§ **Problem**: From the entries, copy out every line in which the word "HandlerOutcome" is found.

§ **Stored data**:
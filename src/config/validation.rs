//! Configuration validation.
//!
//! # Responsibilities
//! - Semantic validation (serde handles syntactic)
//! - Validate value ranges (timeouts > 0, margins sane)
//!
//! # Design Decisions
//! - Returns all validation errors, not just the first
//! - Validation is a pure function: SidecarConfig → Result<(), Vec<ValidationError>>
//! - Runs before config is accepted into the system

use crate::config::schema::SidecarConfig;

/// A single semantic validation failure.
#[derive(Debug, Clone, PartialEq)]
pub struct ValidationError {
    pub field: String,
    pub message: String,
}

impl std::fmt::Display for ValidationError {
    fn fmt(&self, f: &mut std::fmt::Formatter<'_>) -> std::fmt::Result {
        write!(f, "{}: {}", self.field, self.message)
    }
}

/// Validate a configuration, collecting every failure.
pub fn validate_config(config: &SidecarConfig) -> Result<(), Vec<ValidationError>> {
    let mut errors = Vec::new();

    if config.module.module_id.is_empty() {
        errors.push(ValidationError {
            field: "module.module_id".into(),
            message: "must not be empty".into(),
        });
    }

    if config.token_cache.min_refresh_margin_secs < 30 {
        errors.push(ValidationError {
            field: "token_cache.min_refresh_margin_secs".into(),
            message: "must be at least 30".into(),
        });
    }

    if config.token_cache.introspection_default_ttl_secs == 0 {
        errors.push(ValidationError {
            field: "token_cache.introspection_default_ttl_secs".into(),
            message: "must be greater than zero".into(),
        });
    }

    for (field, value) in [
        ("timeouts.identity_provider_secs", config.timeouts.identity_provider_secs),
        ("timeouts.discovery_secs", config.timeouts.discovery_secs),
        ("timeouts.forward_secs", config.timeouts.forward_secs),
    ] {
        if value == 0 {
            errors.push(ValidationError {
                field: field.into(),
                message: "must be greater than zero".into(),
            });
        }
    }

    if config.retries.enabled && config.retries.max_attempts == 0 {
        errors.push(ValidationError {
            field: "retries.max_attempts".into(),
            message: "must be at least 1 when retries are enabled".into(),
        });
    }

    if errors.is_empty() {
        Ok(())
    } else {
        Err(errors)
    }
}
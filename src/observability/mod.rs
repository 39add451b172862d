//! Observability subsystem.
//!
//! # Data Flow
//! ```text
//! All subsystems produce:
//!     → logging.rs (structured log events)
//!     → metrics.rs (counters and histograms via the metrics facade)
//!
//! Consumers:
//!     → Log aggregation (stdout, file, remote)
//!     → Whatever metrics recorder the embedding process installs
//! ```
//!
//! # Design Decisions
//! - Request ID flows through all subsystems
//! - Tokens never appear in logs; only their hash does
//! - The crate records through the `metrics` facade and installs no recorder

pub mod logging;
pub mod metrics;
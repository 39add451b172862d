//! Request orchestration: route lookup, filter chain, forwarding.
//!
//! # Responsibilities
//! - Resolve the destination through the lookup strategy chain
//! - Run the ingress or egress filter chain, fail-fast
//! - Forward through the transport and hand the response back
//! - Map every failure onto the structured wire error
//!
//! The handler owns no transport; `Forwarder` is injected so the embedding
//! process (and the tests) decide how bytes actually move.

use std::sync::Arc;
use std::time::Instant;

use crate::context::{Direction, RequestContext};
use crate::error::{SidecarError, StructuredError, TenantErrorPolicy};
use crate::external::{ForwardedResponse, Forwarder};
use crate::observability::metrics as metric_names;
use crate::filter::{EgressFilter, FilterChain, IngressFilter};
use crate::routing::lookup::LookupChain;

/// Outcome handed to the embedding process: either the forwarded response or
/// a structured error plus the status it maps to.
#[derive(Debug)]
pub enum HandlerOutcome {
    Forwarded(ForwardedResponse),
    Rejected { status: u16, error: StructuredError },
}

impl HandlerOutcome {
    pub fn status(&self) -> u16 {
        match self {
            HandlerOutcome::Forwarded(response) => response.status,
            HandlerOutcome::Rejected { status, .. } => *status,
        }
    }
}

/// Drives one request through lookup, filtering, and forwarding.
pub struct RequestHandler {
    ingress_lookup: LookupChain,
    egress_lookup: LookupChain,
    ingress_filters: FilterChain<dyn IngressFilter>,
    egress_filters: FilterChain<dyn EgressFilter>,
    forwarder: Arc<dyn Forwarder>,
    error_policy: TenantErrorPolicy,
}

impl RequestHandler {
    pub fn new(
        ingress_lookup: LookupChain,
        egress_lookup: LookupChain,
        ingress_filters: FilterChain<dyn IngressFilter>,
        egress_filters: FilterChain<dyn EgressFilter>,
        forwarder: Arc<dyn Forwarder>,
        error_policy: TenantErrorPolicy,
    ) -> Self {
        Self {
            ingress_lookup,
            egress_lookup,
            ingress_filters,
            egress_filters,
            forwarder,
            error_policy,
        }
    }

    /// Run one request end to end. Never returns `Err`; failures become a
    /// `Rejected` outcome carrying the wire error.
    pub async fn handle(&self, mut ctx: RequestContext) -> HandlerOutcome {
        let start = Instant::now();
        let method = ctx.method.to_string();
        let path = ctx.path.clone();

        let result = self.pipeline(&mut ctx).await;
        let elapsed = start.elapsed();

        match result {
            Ok(response) => {
                tracing::info!(
                    request_id = %ctx.request_id,
                    direction = ?ctx.direction,
                    method = %method,
                    path = %path,
                    status = response.status,
                    elapsed_ms = elapsed.as_millis() as u64,
                    "Request completed"
                );
                metrics::counter!(
                    metric_names::REQUESTS_TOTAL,
                    "direction" => direction_label(ctx.direction),
                    "status" => status_class(response.status),
                )
                .increment(1);
                metrics::histogram!(
                    metric_names::REQUEST_DURATION_SECONDS,
                    "direction" => direction_label(ctx.direction),
                )
                .record(elapsed.as_secs_f64());
                HandlerOutcome::Forwarded(response)
            }
            Err(err) => {
                let status = err.status_code(self.error_policy);
                tracing::warn!(
                    request_id = %ctx.request_id,
                    direction = ?ctx.direction,
                    method = %method,
                    path = %path,
                    status,
                    error = %err,
                    "Request rejected"
                );
                metrics::counter!(
                    metric_names::REQUESTS_TOTAL,
                    "direction" => direction_label(ctx.direction),
                    "status" => status_class(status),
                )
                .increment(1);
                HandlerOutcome::Rejected { status, error: err.to_wire() }
            }
        }
    }

    async fn pipeline(
        &self,
        ctx: &mut RequestContext,
    ) -> Result<ForwardedResponse, SidecarError> {
        let lookup = match ctx.direction {
            Direction::Ingress => &self.ingress_lookup,
            Direction::Egress => &self.egress_lookup,
        };

        ctx.mark("lookup_start");
        let entry = lookup.resolve(ctx).await?.ok_or_else(|| {
            SidecarError::RouteNotFound {
                method: ctx.method.to_string(),
                path: ctx.path.clone(),
            }
        })?;
        ctx.routing = Some(Arc::clone(&entry));
        ctx.mark("lookup_done");

        match ctx.direction {
            Direction::Ingress => self.ingress_filters.run(ctx).await?,
            Direction::Egress => self.egress_filters.run(ctx).await?,
        }
        ctx.mark("filters_done");

        let response = self.forwarder.forward(ctx, &entry).await?;
        ctx.mark("forwarded");
        Ok(response)
    }
}

fn direction_label(direction: Direction) -> &'static str {
    match direction {
        Direction::Ingress => "ingress",
        Direction::Egress => "egress",
    }
}

fn status_class(status: u16) -> &'static str {
    match status {
        100..=199 => "1xx",
        200..=299 => "2xx",
        300..=399 => "3xx",
        400..=499 => "4xx",
        _ => "5xx",
    }
}
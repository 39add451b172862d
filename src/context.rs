//! Per-request context shared across lookup and filter stages.
//!
//! # Responsibilities
//! - Carry the abstract request (method, path, query, headers, body)
//! - Accumulate pipeline state: resolved tenant, parsed claims, matched
//!   routing entry, self-request flag, timing markers
//!
//! # Design Decisions
//! - Headers use `http::HeaderMap`: multi-valued and case-insensitive
//! - One context per inbound/outbound call, discarded after the response
//! - Raw tokens are kept for downstream grants; log sites hash them

use std::sync::Arc;
use std::time::Instant;

use http::{HeaderMap, HeaderName, HeaderValue, Method};
use uuid::Uuid;

use crate::auth::jwt::Claims;
use crate::routing::entry::RoutingEntry;

/// Header naming a specific provider when several share an interface.
pub const HEADER_MODULE_HINT: &str = "x-module-hint";
/// Header annotating gateway-fallback entries with an intended module.
pub const HEADER_MODULE_ID: &str = "x-module-id";
/// Tenant header stamped by the platform.
pub const HEADER_TENANT: &str = "x-tenant-id";
/// System (module-to-module) token header.
pub const HEADER_SYSTEM_TOKEN: &str = "x-system-token";
/// Signature stamped by this sidecar before forwarding.
pub const HEADER_SIDECAR_SIGNATURE: &str = "x-sidecar-signature";
/// Header carrying the caller's desired permissions.
pub const HEADER_PERMISSIONS_DESIRED: &str = "x-permissions-desired";
/// Correlation id propagated end to end.
pub const HEADER_REQUEST_ID: &str = "x-request-id";

/// Platform headers that must appear at most once per request.
pub const SINGLETON_PLATFORM_HEADERS: &[&str] = &[
    HEADER_TENANT,
    HEADER_SYSTEM_TOKEN,
    HEADER_SIDECAR_SIGNATURE,
    HEADER_MODULE_ID,
    HEADER_REQUEST_ID,
];

/// Traffic direction through the sidecar.
#[derive(Debug, Clone, Copy, PartialEq, Eq)]
pub enum Direction {
    /// Gateway → hosted module.
    Ingress,
    /// Hosted module → other destination.
    Egress,
}

/// Per-request mutable state bag.
#[derive(Debug)]
pub struct RequestContext {
    /// Correlation id; generated when the caller supplied none.
    pub request_id: String,

    pub direction: Direction,
    pub method: Method,
    pub path: String,
    pub query: Option<String>,
    pub headers: HeaderMap,
    pub body: Vec<u8>,

    /// Tenant resolved from token claims (or trusted headers).
    pub tenant: Option<String>,

    /// Parsed system (module-to-module) token claims.
    pub system_claims: Option<Claims>,

    /// Parsed end-user token claims; replaced on impersonation.
    pub user_claims: Option<Claims>,

    /// Raw end-user token; replaced on impersonation.
    pub user_token: Option<String>,

    /// Raw system token.
    pub system_token: Option<String>,

    /// Routing entry the lookup chain resolved.
    pub routing: Option<Arc<RoutingEntry>>,

    /// Set by self-request detection; later filters treat the request as
    /// trusted and skip tenant/authorization work.
    pub self_request: bool,

    /// Egress destination scheme decision: `Some(true)` = TLS.
    pub tls_destination: Option<bool>,

    /// Named timing markers for diagnostics.
    pub timings: Vec<(&'static str, Instant)>,
}

impl RequestContext {
    /// Create a context for a request, generating a request id when the
    /// headers carry none.
    pub fn new(direction: Direction, method: Method, path: impl Into<String>, headers: HeaderMap) -> Self {
        let request_id = headers
            .get(HEADER_REQUEST_ID)
            .and_then(|v| v.to_str().ok())
            .map(str::to_string)
            .unwrap_or_else(|| Uuid::new_v4().to_string());

        Self {
            request_id,
            direction,
            method,
            path: path.into(),
            query: None,
            headers,
            body: Vec::new(),
            tenant: None,
            system_claims: None,
            user_claims: None,
            user_token: None,
            system_token: None,
            routing: None,
            self_request: false,
            tls_destination: None,
            timings: Vec::new(),
        }
    }

    /// First value of a header, as a string.
    pub fn header(&self, name: &str) -> Option<&str> {
        self.headers.get(name).and_then(|v| v.to_str().ok())
    }

    /// Number of values present for a header.
    pub fn header_count(&self, name: &str) -> usize {
        self.headers.get_all(name).iter().count()
    }

    /// Replace a header with a single value. A value that is not legal
    /// header bytes is dropped with a warning; the value itself is never
    /// logged since it may carry a credential.
    pub fn set_header(&mut self, name: &'static str, value: &str) {
        match HeaderValue::from_str(value) {
            Ok(value) => {
                self.headers.insert(HeaderName::from_static(name), value);
            }
            Err(_) => {
                tracing::warn!(
                    request_id = %self.request_id,
                    header = name,
                    "Dropped header value containing illegal characters"
                );
            }
        }
    }

    /// Module hint, when the caller supplied one.
    pub fn module_hint(&self) -> Option<&str> {
        self.header(HEADER_MODULE_HINT)
    }

    /// Swap in an impersonated user identity.
    pub fn replace_user_identity(&mut self, token: String, claims: Claims) {
        self.user_token = Some(token);
        self.user_claims = Some(claims);
    }

    /// Record a named timing marker.
    pub fn mark(&mut self, name: &'static str) {
        self.timings.push((name, Instant::now()));
    }
}
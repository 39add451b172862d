//! Shared mock collaborators for integration testing.
//!
//! Every external boundary gets a programmable in-memory implementation with
//! call counters, so tests can assert how often the sidecar actually went
//! upstream.

#![allow(dead_code)]

use std::collections::HashMap;
use std::sync::atomic::{AtomicBool, AtomicU32, Ordering};
use std::sync::Mutex;

use async_trait::async_trait;
use base64::engine::general_purpose::URL_SAFE_NO_PAD;
use base64::Engine;
use http::HeaderMap;

use sidecar_proxy::auth::jwt::Claims;
use sidecar_proxy::context::RequestContext;
use sidecar_proxy::external::{
    EntitledModule, ForwardedResponse, Forwarder, GrantRequest, IdentityProvider, Introspection,
    ModuleDescriptor, ModuleDiscovery, SecureStore, TenantEntitlement,
};
use sidecar_proxy::routing::entry::RoutingEntry;
use sidecar_proxy::token::Token;
use sidecar_proxy::SidecarError;

/// Current time as seconds since the epoch.
pub fn now_epoch_secs() -> u64 {
    std::time::SystemTime::now()
        .duration_since(std::time::UNIX_EPOCH)
        .unwrap()
        .as_secs()
}

/// Unsigned platform-shaped JWT; the sidecar never verifies signatures
/// locally, so the trailing segment is filler.
pub fn make_token(sub: &str, tenant: &str, sid: Option<&str>, exp: u64) -> String {
    let header = URL_SAFE_NO_PAD.encode(br#"{"alg":"HS256","typ":"JWT"}"#);
    let claims = Claims {
        sub: sub.to_string(),
        iss: format!("https://idp.platform.local/realms/{}", tenant),
        exp,
        sid: sid.map(str::to_string),
        tenant: None,
    };
    let payload = URL_SAFE_NO_PAD.encode(serde_json::to_vec(&claims).unwrap());
    format!("{}.{}.c2ln", header, payload)
}

/// Discovery service with a fixed descriptor set and a call counter.
pub struct MockDiscovery {
    descriptors: Mutex<HashMap<String, ModuleDescriptor>>,
    pub calls: AtomicU32,
}

impl MockDiscovery {
    pub fn new(descriptors: Vec<ModuleDescriptor>) -> Self {
        let map = descriptors
            .into_iter()
            .map(|d| (d.module_id.clone(), d))
            .collect();
        Self { descriptors: Mutex::new(map), calls: AtomicU32::new(0) }
    }

    pub fn insert(&self, descriptor: ModuleDescriptor) {
        self.descriptors
            .lock()
            .unwrap()
            .insert(descriptor.module_id.clone(), descriptor);
    }
}

#[async_trait]
impl ModuleDiscovery for MockDiscovery {
    async fn descriptor(&self, module_id: &str) -> Result<ModuleDescriptor, SidecarError> {
        self.calls.fetch_add(1, Ordering::SeqCst);
        self.descriptors
            .lock()
            .unwrap()
            .get(module_id)
            .cloned()
            .ok_or_else(|| SidecarError::Upstream {
                context: format!("discovery has no module {}", module_id),
                source: None,
            })
    }
}

/// Entitlement service mapping tenant → entitled modules.
pub struct MockEntitlement {
    entitlements: Mutex<HashMap<String, Vec<EntitledModule>>>,
    pub calls: AtomicU32,
}

impl MockEntitlement {
    pub fn new() -> Self {
        Self { entitlements: Mutex::new(HashMap::new()), calls: AtomicU32::new(0) }
    }

    pub fn entitle(&self, tenant: &str, module_id: &str, application_id: &str) {
        self.entitlements
            .lock()
            .unwrap()
            .entry(tenant.to_string())
            .or_default()
            .push(EntitledModule {
                module_id: module_id.to_string(),
                application_id: application_id.to_string(),
            });
    }
}

#[async_trait]
impl TenantEntitlement for MockEntitlement {
    async fn entitled_modules(&self, tenant: &str) -> Result<Vec<EntitledModule>, SidecarError> {
        self.calls.fetch_add(1, Ordering::SeqCst);
        Ok(self
            .entitlements
            .lock()
            .unwrap()
            .get(tenant)
            .cloned()
            .unwrap_or_default())
    }
}

/// In-memory secure store; `get` is counted so tests can assert memoization.
pub struct MockSecureStore {
    secrets: Mutex<HashMap<String, String>>,
    pub gets: AtomicU32,
}

impl MockSecureStore {
    pub fn new() -> Self {
        Self { secrets: Mutex::new(HashMap::new()), gets: AtomicU32::new(0) }
    }

    pub fn with_secret(key: &str, secret: &str) -> Self {
        let store = Self::new();
        store
            .secrets
            .lock()
            .unwrap()
            .insert(key.to_string(), secret.to_string());
        store
    }

    pub fn put(&self, key: &str, secret: &str) {
        self.secrets
            .lock()
            .unwrap()
            .insert(key.to_string(), secret.to_string());
    }
}

#[async_trait]
impl SecureStore for MockSecureStore {
    async fn get(&self, key: &str) -> Result<String, SidecarError> {
        self.gets.fetch_add(1, Ordering::SeqCst);
        self.secrets
            .lock()
            .unwrap()
            .get(key)
            .cloned()
            .ok_or_else(|| SidecarError::Upstream {
                context: format!("secure store has no entry for {}", key),
                source: None,
            })
    }

    async fn set(&self, key: &str, secret: &str) -> Result<(), SidecarError> {
        self.put(key, secret);
        Ok(())
    }
}

/// Programmable identity provider.
///
/// Grants mint fresh unsigned tokens with a configurable lifetime so tests
/// can observe both cache hits (same token) and refreshes (new token).
pub struct MockIdp {
    pub token_lifetime_secs: u64,
    pub grants: AtomicU32,
    pub introspections: AtomicU32,
    pub evaluations: AtomicU32,
    /// Next grant fails with an authentication error, once.
    pub fail_next_grant: AtomicBool,
    /// Verdict handed out by `introspect`.
    pub active: AtomicBool,
    /// Answer for `evaluate_permission`.
    pub allow: AtomicBool,
    permissions: Mutex<Vec<String>>,
}

impl MockIdp {
    pub fn new(token_lifetime_secs: u64) -> Self {
        Self {
            token_lifetime_secs,
            grants: AtomicU32::new(0),
            introspections: AtomicU32::new(0),
            evaluations: AtomicU32::new(0),
            fail_next_grant: AtomicBool::new(false),
            active: AtomicBool::new(true),
            allow: AtomicBool::new(true),
            permissions: Mutex::new(Vec::new()),
        }
    }

    pub fn set_permissions(&self, permissions: Vec<String>) {
        *self.permissions.lock().unwrap() = permissions;
    }
}

#[async_trait]
impl IdentityProvider for MockIdp {
    async fn grant(&self, request: GrantRequest) -> Result<Token, SidecarError> {
        let n = self.grants.fetch_add(1, Ordering::SeqCst);
        if self.fail_next_grant.swap(false, Ordering::SeqCst) {
            return Err(SidecarError::Authentication("invalid client secret".into()));
        }
        let tenant = request.tenant().to_string();
        let exp = now_epoch_secs() + self.token_lifetime_secs;
        Ok(Token {
            access_token: make_token(&format!("grant-{}", n), &tenant, None, exp),
            refresh_token: None,
            expires_in: self.token_lifetime_secs,
        })
    }

    async fn introspect(&self, _token: &str) -> Result<Introspection, SidecarError> {
        self.introspections.fetch_add(1, Ordering::SeqCst);
        Ok(Introspection {
            active: self.active.load(Ordering::SeqCst),
            exp: Some(now_epoch_secs() + self.token_lifetime_secs),
        })
    }

    async fn evaluate_permission(
        &self,
        _tenant: &str,
        _token: &str,
        _permission: &str,
    ) -> Result<bool, SidecarError> {
        self.evaluations.fetch_add(1, Ordering::SeqCst);
        Ok(self.allow.load(Ordering::SeqCst))
    }

    async fn user_permissions(
        &self,
        _tenant: &str,
        _token: &str,
    ) -> Result<Vec<String>, SidecarError> {
        Ok(self.permissions.lock().unwrap().clone())
    }
}

/// Forwarder that records what reached the destination.
pub struct MockForwarder {
    pub calls: AtomicU32,
    pub status: u16,
    seen: Mutex<Vec<(String, HeaderMap)>>,
}

impl MockForwarder {
    pub fn new(status: u16) -> Self {
        Self { calls: AtomicU32::new(0), status, seen: Mutex::new(Vec::new()) }
    }

    /// (module_id, headers) pairs in forwarding order.
    pub fn seen(&self) -> Vec<(String, HeaderMap)> {
        self.seen.lock().unwrap().clone()
    }
}

#[async_trait]
impl Forwarder for MockForwarder {
    async fn forward(
        &self,
        ctx: &RequestContext,
        entry: &RoutingEntry,
    ) -> Result<ForwardedResponse, SidecarError> {
        self.calls.fetch_add(1, Ordering::SeqCst);
        self.seen
            .lock()
            .unwrap()
            .push((entry.module_id.clone(), ctx.headers.clone()));
        Ok(ForwardedResponse {
            status: self.status,
            headers: HeaderMap::new(),
            body: b"ok".to_vec(),
        })
    }
}

/// Descriptor with one interface / one endpoint, enough for routing tests.
pub fn descriptor(
    module_id: &str,
    base: &str,
    interface_id: &str,
    interface_type: Option<&str>,
    methods: Vec<&str>,
    pattern: &str,
    permissions_required: Vec<&str>,
) -> ModuleDescriptor {
    ModuleDescriptor {
        module_id: module_id.to_string(),
        application_id: "app-platform".to_string(),
        base_location: base.parse().unwrap(),
        interfaces: vec![sidecar_proxy::external::InterfaceDescriptor {
            id: interface_id.to_string(),
            interface_type: interface_type.map(str::to_string),
            endpoints: vec![sidecar_proxy::external::EndpointDescriptor {
                methods: methods.into_iter().map(str::to_string).collect(),
                path_pattern: Some(pattern.to_string()),
                path: None,
                permissions_required: permissions_required
                    .into_iter()
                    .map(str::to_string)
                    .collect(),
                permissions_desired: vec![],
            }],
        }],
    }
}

§ **Result**:
pub enum HandlerOutcome {
impl HandlerOutcome {
            HandlerOutcome::Forwarded(response) => response.status,
            HandlerOutcome::Rejected { status, .. } => *status,
    pub async fn handle(&self, mut ctx: RequestContext) -> HandlerOutcome {
                HandlerOutcome::Forwarded(response)
                HandlerOutcome::Rejected { status, error: err.to_wire() }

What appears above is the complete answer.